Carbon credit market reaching plateau

By Fiona Harvey, Environment Correspondent
Published: September 12 2008 03:14

Investors have twin concerns regarding the fledgling market in carbon credits – its complexity and the fact that much of today’s trading could peter out in three years’ time.
The market was launched in 2005 thanks to 1997’s Kyoto protocol. However, the provisions of the treaty are set to expire in 2012 and in spite of years of fraught negotiations, there is nothing to replace them.

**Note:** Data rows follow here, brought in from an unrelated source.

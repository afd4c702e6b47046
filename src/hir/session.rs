//! One compilation request.
//!
//! A [`Session`] owns everything the import core needs: the interner, the
//! file set, the package/module registry, the diagnostics collector, the
//! optional dependency report and the source locator. Analysis is
//! single-threaded and re-entrant; nothing here is global.
//!
//! ```ignore
//! let mut session = Session::new(options, locator);
//! let app = session.add_root("app.main")?;
//! session.analyze();
//! let output = session.finish()?;
//! ```

use std::path::Path;

use thiserror::Error;

use crate::base::{Interner, Loc};
use crate::project::{CompileOptions, SourceLocator};

use super::deps::DepsReport;
use super::diagnostics::{Diagnostic, DiagnosticCollector};
use super::error::ImportError;
use super::ids::{ImportId, ModuleId};
use super::registry::{LoadContext, Registry};
use super::resolve::{ResolveResult, Resolver};
use super::scope::{ScopeSnapshot, ScopeStack};
use super::source::FileSet;
use super::symbols::Symbol;

/// Successful result of [`Session::finish`].
#[derive(Clone, Debug, Default)]
pub struct CompileOutput {
    /// Dependency report text, if reporting was enabled.
    pub deps: Option<String>,
    /// Non-error diagnostics.
    pub warnings: Vec<Diagnostic>,
}

/// At least one error diagnostic was recorded.
#[derive(Clone, Debug, Error)]
#[error("compilation failed with {} error(s)", count_errors(.diagnostics))]
pub struct CompileFailed {
    pub diagnostics: Vec<Diagnostic>,
}

impl CompileFailed {
    pub fn error_count(&self) -> usize {
        count_errors(&self.diagnostics)
    }
}

fn count_errors(diagnostics: &[Diagnostic]) -> usize {
    diagnostics.iter().filter(|d| d.is_error()).count()
}

pub struct Session {
    pub(crate) interner: Interner,
    pub(crate) files: FileSet,
    pub(crate) registry: Registry,
    pub(crate) diagnostics: DiagnosticCollector,
    pub(crate) deps: Option<DepsReport>,
    pub(crate) scopes: ScopeStack,
    pub(crate) locator: Box<dyn SourceLocator>,
    pub(crate) options: CompileOptions,
    pub(crate) roots: Vec<ModuleId>,
}

impl Session {
    pub fn new(options: CompileOptions, locator: impl SourceLocator + 'static) -> Self {
        let deps = options.module_deps.then(DepsReport::new);
        Self {
            interner: Interner::new(),
            files: FileSet::new(),
            registry: Registry::new(),
            diagnostics: DiagnosticCollector::new(),
            deps,
            scopes: ScopeStack::default(),
            locator: Box::new(locator),
            options,
            roots: Vec::new(),
        }
    }

    /// Session reading modules from the options' import paths.
    pub fn with_fs_locator(options: CompileOptions) -> Self {
        let locator = options.fs_locator();
        Self::new(options, locator)
    }

    // ========================================================================
    // DRIVER
    // ========================================================================

    /// Load `dotted` as a root module: one named on the command line.
    ///
    /// Root modules are their own provenance. The first root is also the
    /// provenance of modules loaded outside of any scope.
    ///
    /// A root that cannot be loaded is also recorded as an error diagnostic,
    /// located at the name as given, so [`Session::finish`] fails.
    #[tracing::instrument(level = "debug", skip(self))]
    pub fn add_root(&mut self, dotted: &str) -> Result<ModuleId, ImportError> {
        let result = self.load_root(dotted);
        if let Err(err) = &result {
            let file = self.files.file_id(Path::new(dotted));
            self.diagnostics.import_error(Loc::start_of(file), err.clone());
        }
        result
    }

    fn load_root(&mut self, dotted: &str) -> Result<ModuleId, ImportError> {
        let mut path = self.interner.intern_dotted(dotted);
        let Some(id) = path.pop() else {
            return Err(ImportError::UnresolvedModule { name: dotted.into() });
        };

        let resolved = self.registry.resolve(&self.interner, &path)?;
        let module = match self.registry.table(resolved.table).lookup(id) {
            Some(Symbol::Module(module)) => module,
            Some(Symbol::Package(_) | Symbol::Import(_) | Symbol::Alias(_) | Symbol::Decl(_)) => {
                return Err(ImportError::NameConflict);
            }
            None => {
                let mut cx = LoadContext {
                    interner: &self.interner,
                    files: &self.files,
                    locator: &*self.locator,
                    diagnostics: &mut self.diagnostics,
                };
                let module = self.registry.load_module(&mut cx, &path, id)?;
                self.registry
                    .table_mut(resolved.table)
                    .insert(id, Symbol::Module(module))
                    .map_err(|_| ImportError::NameConflict)?;
                module
            }
        };

        let root = self.registry.module_mut(module);
        if root.imported_from.is_none() {
            root.imported_from = Some(module);
        }
        if !self.roots.contains(&module) {
            self.roots.push(module);
        }
        Ok(module)
    }

    /// Run both semantic passes over every root module.
    ///
    /// Imported modules are analysed on demand from their importers.
    pub fn analyze(&mut self) {
        let roots = self.roots.clone();
        for &root in &roots {
            self.module_semantic(root);
        }
        for &root in &roots {
            self.module_semantic2(root);
        }
        tracing::debug!(
            modules = self.registry.module_count(),
            errors = self.diagnostics.error_count(),
            warnings = self.diagnostics.warning_count(),
            "analysis finished"
        );
    }

    /// Hand out the compilation result.
    ///
    /// Any error diagnostic fails the compilation, even though analysis
    /// itself carried on past it.
    pub fn finish(&mut self) -> Result<CompileOutput, CompileFailed> {
        let diagnostics = self.diagnostics.take();
        if diagnostics.iter().any(Diagnostic::is_error) {
            return Err(CompileFailed { diagnostics });
        }
        Ok(CompileOutput {
            deps: self.deps.take().map(DepsReport::into_string),
            warnings: diagnostics,
        })
    }

    /// Run `f` with `scope` pushed; the scope is popped when `f` returns.
    pub(crate) fn with_scope<R>(&mut self, scope: ScopeSnapshot, f: impl FnOnce(&mut Self) -> R) -> R {
        self.scopes.push(scope);
        let result = f(self);
        self.scopes.pop();
        result
    }

    // ========================================================================
    // QUERIES
    // ========================================================================

    /// Resolve a possibly dotted name as written inside `module`.
    ///
    /// Works before [`Session::analyze`] for the module's own members and
    /// for names qualified through an import, which is loaded on demand.
    /// Unqualified names from import sets need the semantic pass.
    pub fn lookup(&mut self, module: ModuleId, name: &str) -> ResolveResult {
        self.add_members(module);
        Resolver::new(self, module).resolve(name)
    }

    pub fn module_by_name(&self, qualified: &str) -> Option<ModuleId> {
        self.registry.find_module(qualified)
    }

    /// Render import `id` as source text.
    pub fn render_import(&self, id: ImportId, header_mode: bool) -> String {
        self.registry
            .import(id)
            .render(&self.interner, header_mode, &self.options.default_module)
    }

    /// All diagnostics rendered as `path(line:col): Severity: message`.
    pub fn render_diagnostics(&self) -> Vec<String> {
        self.diagnostics
            .diagnostics()
            .iter()
            .map(|diagnostic| diagnostic.render(&self.files))
            .collect()
    }

    /// Dependency report so far, if reporting is enabled.
    pub fn deps_report(&self) -> Option<&str> {
        self.deps.as_ref().map(DepsReport::as_str)
    }

    /// Location of import `id`.
    pub fn import_loc(&self, id: ImportId) -> Loc {
        self.registry.import(id).loc
    }

    pub fn interner(&self) -> &Interner {
        &self.interner
    }

    pub fn files(&self) -> &FileSet {
        &self.files
    }

    pub fn registry(&self) -> &Registry {
        &self.registry
    }

    pub fn diagnostics(&self) -> &DiagnosticCollector {
        &self.diagnostics
    }

    pub fn options(&self) -> &CompileOptions {
        &self.options
    }

    pub fn roots(&self) -> &[ModuleId] {
        &self.roots
    }

    /// Nesting depth of active analysis scopes; zero outside of analysis.
    pub fn scope_depth(&self) -> usize {
        self.scopes.depth()
    }
}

Carbon traders such as EcoSecurities and Camco make their money by generating and selling carbon credits issued by the UN under a provision of the Kyoto protocol called the clean development mechanism.
The idea is that rich countries, which are obliged under the treaty to cut their emissions, can do so, in part, by funding projects that reduce emissions in poor countries. These projects, such as wind turbines or solar panels, are awarded carbon credits and these can be bought by wealthier governments to count towards their emissions-cutting targets.
In this way, emissions should come down and developing countries gain access to technology they could not otherwise afford.
Governments are not the only buyers. Europe has a separate carbon trading scheme under which certain heavy industries are handed a quota of carbon dioxide emissions each year. They receive permits for each tonne they are allowed to emit. If they want to emit more, they can buy permits from one another, or buy UN carbon credits.
However, the market has been hit by a series of mishaps. The EU trading market suffered a serious blow in 2006 when it was discovered that more permits had been issued than companies needed. As the market only has a meaning if there is a scarcity of permits, trading collapsed.
This problem appears to have been solved and the market in EU permits is “getting stronger and stronger”, says Paul Newman, managing director at Icap Energy, which is trading 2.5m EU permits a day, up a third on last year.
But the market for UN credits is a different story. Having carbon credits issued by the UN is a lengthy process, often taking more than a year. As there may be no UN market after 2012, developers are coming under increasing pressure as they can only count on making money from their credits for another three years – a limited window of opportunity.
As a result, traders and analysts are reporting the number of projects is drying up.
Bruce Usher, chief executive of EcoSecurities, says: “It’s slowing down because of what happens in 2012. There isn’t a lot of runway left for projects.”
Alexander Ivanovitch, analyst at Kaupthing, agrees: “The pace at which new projects are coming forward is being reduced as we’re getting closer to 2012.”
“We’re hitting a plateau,” says Lucy Mortimer, a carbon trading manager at TFS, formerly Tradition. She is hopeful that the market will continue but investors will need reassurance.
Negotiators from around the world are at work on crafting a new treaty by the end of 2009, in time for national governments to ratify it before 2012. But the work is progressing slowly and there is much disagreement.
However, there are hopeful signs: the EU has pledged to keep its carbon trading system going at least till 2020, which will give carbon credit sellers a market for their wares.
However, the key will be the US. Both US presidential candidates have plans for a federal carbon trading system. If they fulfil their pledges, that will breathe new life into the market.